The Secret History of FEMA
FEMA gets no respect. Consider: The two men who are supposed to be helping run the federal government’s disaster response agency had a pretty quiet late August. Even as a once-in-a-thousand-year storm barreled into Houston, these two veterans of disaster response—Daniel A. Craig and Daniel J. Kaniewski—found themselves sitting on their hands. Both had been nominated as deputy administrators in July, but Congress went on its long August recess without taking action on either selection—despite the fact that both are eminently qualified for the jobs.

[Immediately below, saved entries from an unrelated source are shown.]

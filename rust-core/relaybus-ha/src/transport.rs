// SPDX-License-Identifier: PMPL-1.0-or-later
//
// Relaybus HA client - Transport boundary
// Copyright (c) 2026 Jonathan D.A. Jewell (hyperpolymath) <jonathan.jewell@open.ac.uk>
//
// The client never touches sockets or wire encoding. A `Transport` opens
// connections; a `Connection` carries logon, subscription commands and
// publishes out, and hands inbound events back through `recv`.

use std::sync::Arc;

use async_trait::async_trait;
use relaybus_store::Bookmark;
use url::Url;

use crate::auth::{Credentials, LogonOutcome};
use crate::error::HaResult;
use crate::subscription::SubscribeRequest;

/// Something the server sent.
#[derive(Debug, Clone, PartialEq, Eq)]
pub enum InboundEvent {
    /// Every publish up to and including `sequence` is persisted server-side.
    PublishAck { sequence: u64 },
    Message {
        subscription_id: String,
        bookmark: Bookmark,
        payload: Vec<u8>,
    },
    /// The connection is gone. No further events follow.
    Disconnected { reason: String },
}

#[async_trait]
pub trait Transport: Send + Sync {
    /// Establish a connection. Failures should be
    /// [`HaError::ConnectionFailure`](crate::HaError::ConnectionFailure).
    async fn connect(&self, uri: &Url) -> HaResult<Arc<dyn Connection>>;
}

/// One established connection.
///
/// `recv` is called from a single task; the other methods may be called
/// concurrently with it.
#[async_trait]
pub trait Connection: Send + Sync {
    async fn logon(&self, credentials: &Credentials) -> HaResult<LogonOutcome>;

    /// Start (or restart) a subscription, resuming after `resume_from` when
    /// given.
    async fn subscribe(
        &self,
        request: &SubscribeRequest,
        resume_from: Option<&Bookmark>,
    ) -> HaResult<()>;

    async fn unsubscribe(&self, subscription_id: &str) -> HaResult<()>;

    async fn publish(&self, sequence: u64, payload: &[u8]) -> HaResult<()>;

    async fn recv(&self) -> HaResult<InboundEvent>;

    async fn close(&self) -> HaResult<()>;

    /// The server's recorded resume point for a subscription, for servers
    /// that keep one.
    async fn recovery_point(&self, _subscription_id: &str) -> HaResult<Option<Bookmark>> {
        Ok(None)
    }
}
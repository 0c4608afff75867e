// SPDX-License-Identifier: PMPL-1.0-or-later
//! Property-based tests for the publish and bookmark stores

use proptest::prelude::*;
use relaybus_store::bookmark::{BlockBookmarkStore, MemoryBookmarkStore};
use relaybus_store::publish::{
    BlockPublishStore, BlockPublishStoreConfig, CollectingReplayer, HybridFlushPolicy,
    HybridPublishStore, MemoryPublishStore,
};
use relaybus_store::{Bookmark, BookmarkStore, PublishStore};

/// One store of each publish variant, all in memory.
fn publish_stores(max_buffered: usize) -> Vec<Box<dyn PublishStore>> {
    let config = BlockPublishStoreConfig {
        reclaim_batch: 4,
        ..BlockPublishStoreConfig::default()
    };
    let durable = BlockPublishStore::in_memory(config.clone()).unwrap();
    vec![
        Box::new(MemoryPublishStore::new()),
        Box::new(BlockPublishStore::in_memory(config).unwrap()),
        Box::new(HybridPublishStore::new(
            durable,
            HybridFlushPolicy {
                max_buffered,
                interval: None,
            },
        )),
    ]
}

fn pending(store: &dyn PublishStore) -> Vec<u64> {
    let mut collector = CollectingReplayer::default();
    store.replay(&mut collector).unwrap();
    collector.records.into_iter().map(|(seq, _)| seq).collect()
}

fn arb_payload() -> impl Strategy<Value = Vec<u8>> {
    prop::collection::vec(any::<u8>(), 0..600)
}

/// Delivered bookmarks and, per step, whether to discard the latest one.
fn arb_deliveries() -> impl Strategy<Value = Vec<(String, bool)>> {
    prop::collection::vec(("[0-9]{1,3}\\|[0-9]{1,4}", any::<bool>()), 1..40)
}

proptest! {
    #[test]
    fn test_sequences_strictly_increase_without_gaps(
        payloads in prop::collection::vec(arb_payload(), 1..30),
        max_buffered in 1usize..8
    ) {
        for store in publish_stores(max_buffered) {
            let mut sequences = Vec::new();
            for payload in &payloads {
                sequences.push(store.store(payload).unwrap());
            }
            let expected: Vec<u64> = (1..=payloads.len() as u64).collect();
            prop_assert_eq!(&sequences, &expected, "store {}", store.name());
        }
    }

    #[test]
    fn test_replay_is_exactly_the_undiscarded_set(
        count in 1u64..40,
        discards in prop::collection::vec(1u64..60, 0..40),
        max_buffered in 1usize..8
    ) {
        for store in publish_stores(max_buffered) {
            for i in 0..count {
                store.store(&i.to_le_bytes()).unwrap();
            }
            for sequence in &discards {
                store.discard(*sequence).unwrap();
            }
            let expected: Vec<u64> = (1..=count).filter(|seq| !discards.contains(seq)).collect();
            prop_assert_eq!(pending(store.as_ref()), expected.clone(), "store {}", store.name());
            prop_assert_eq!(store.unpersisted_count(), expected.len());
            prop_assert_eq!(store.lowest_unpersisted(), expected.first().copied());
        }
    }

    #[test]
    fn test_discard_twice_equals_discard_once(
        count in 1u64..20,
        target in 1u64..20
    ) {
        for store in publish_stores(3) {
            for _ in 0..count {
                store.store(b"p").unwrap();
            }
            store.discard(target).unwrap();
            let once = pending(store.as_ref());
            let persisted_once = store.last_persisted();
            store.discard(target).unwrap();
            prop_assert_eq!(pending(store.as_ref()), once);
            prop_assert_eq!(store.last_persisted(), persisted_once);
        }
    }

    #[test]
    fn test_most_recent_bookmark_never_moves_backwards(deliveries in arb_deliveries()) {
        let stores: Vec<Box<dyn BookmarkStore>> = vec![
            Box::new(MemoryBookmarkStore::new()),
            Box::new(BlockBookmarkStore::ring(256).unwrap()),
        ];
        for store in stores {
            let mut discarded_entry = 0u64;
            for (value, discard) in &deliveries {
                let handle = store.log("sub", &Bookmark::from(value.as_str())).unwrap();
                if *discard {
                    store.discard(&handle).unwrap();
                    discarded_entry = discarded_entry.max(handle.entry());
                }
                // The resume point is the bookmark of the highest discarded entry.
                if discarded_entry > 0 {
                    let most_recent = store.get_most_recent("sub").unwrap();
                    let entry = store.log("sub", &most_recent).unwrap().entry();
                    prop_assert_eq!(entry, discarded_entry, "store {}", store.name());
                }
            }
        }
    }
}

Leaving the roles open as the annual Atlantic hurricane season arrived was the clearest recent sign that FEMA—an agency whose success or failure translates directly into human suffering avoided or exacerbated—barely registers in Washington. In fact, FEMA has always been an odd beast inside the government—an agency that has existed far from the spotlight except for the occasional high-stakes appearance during moments of critical need. It can disappear from the headlines for years in between a large hurricane or series of tornadoes.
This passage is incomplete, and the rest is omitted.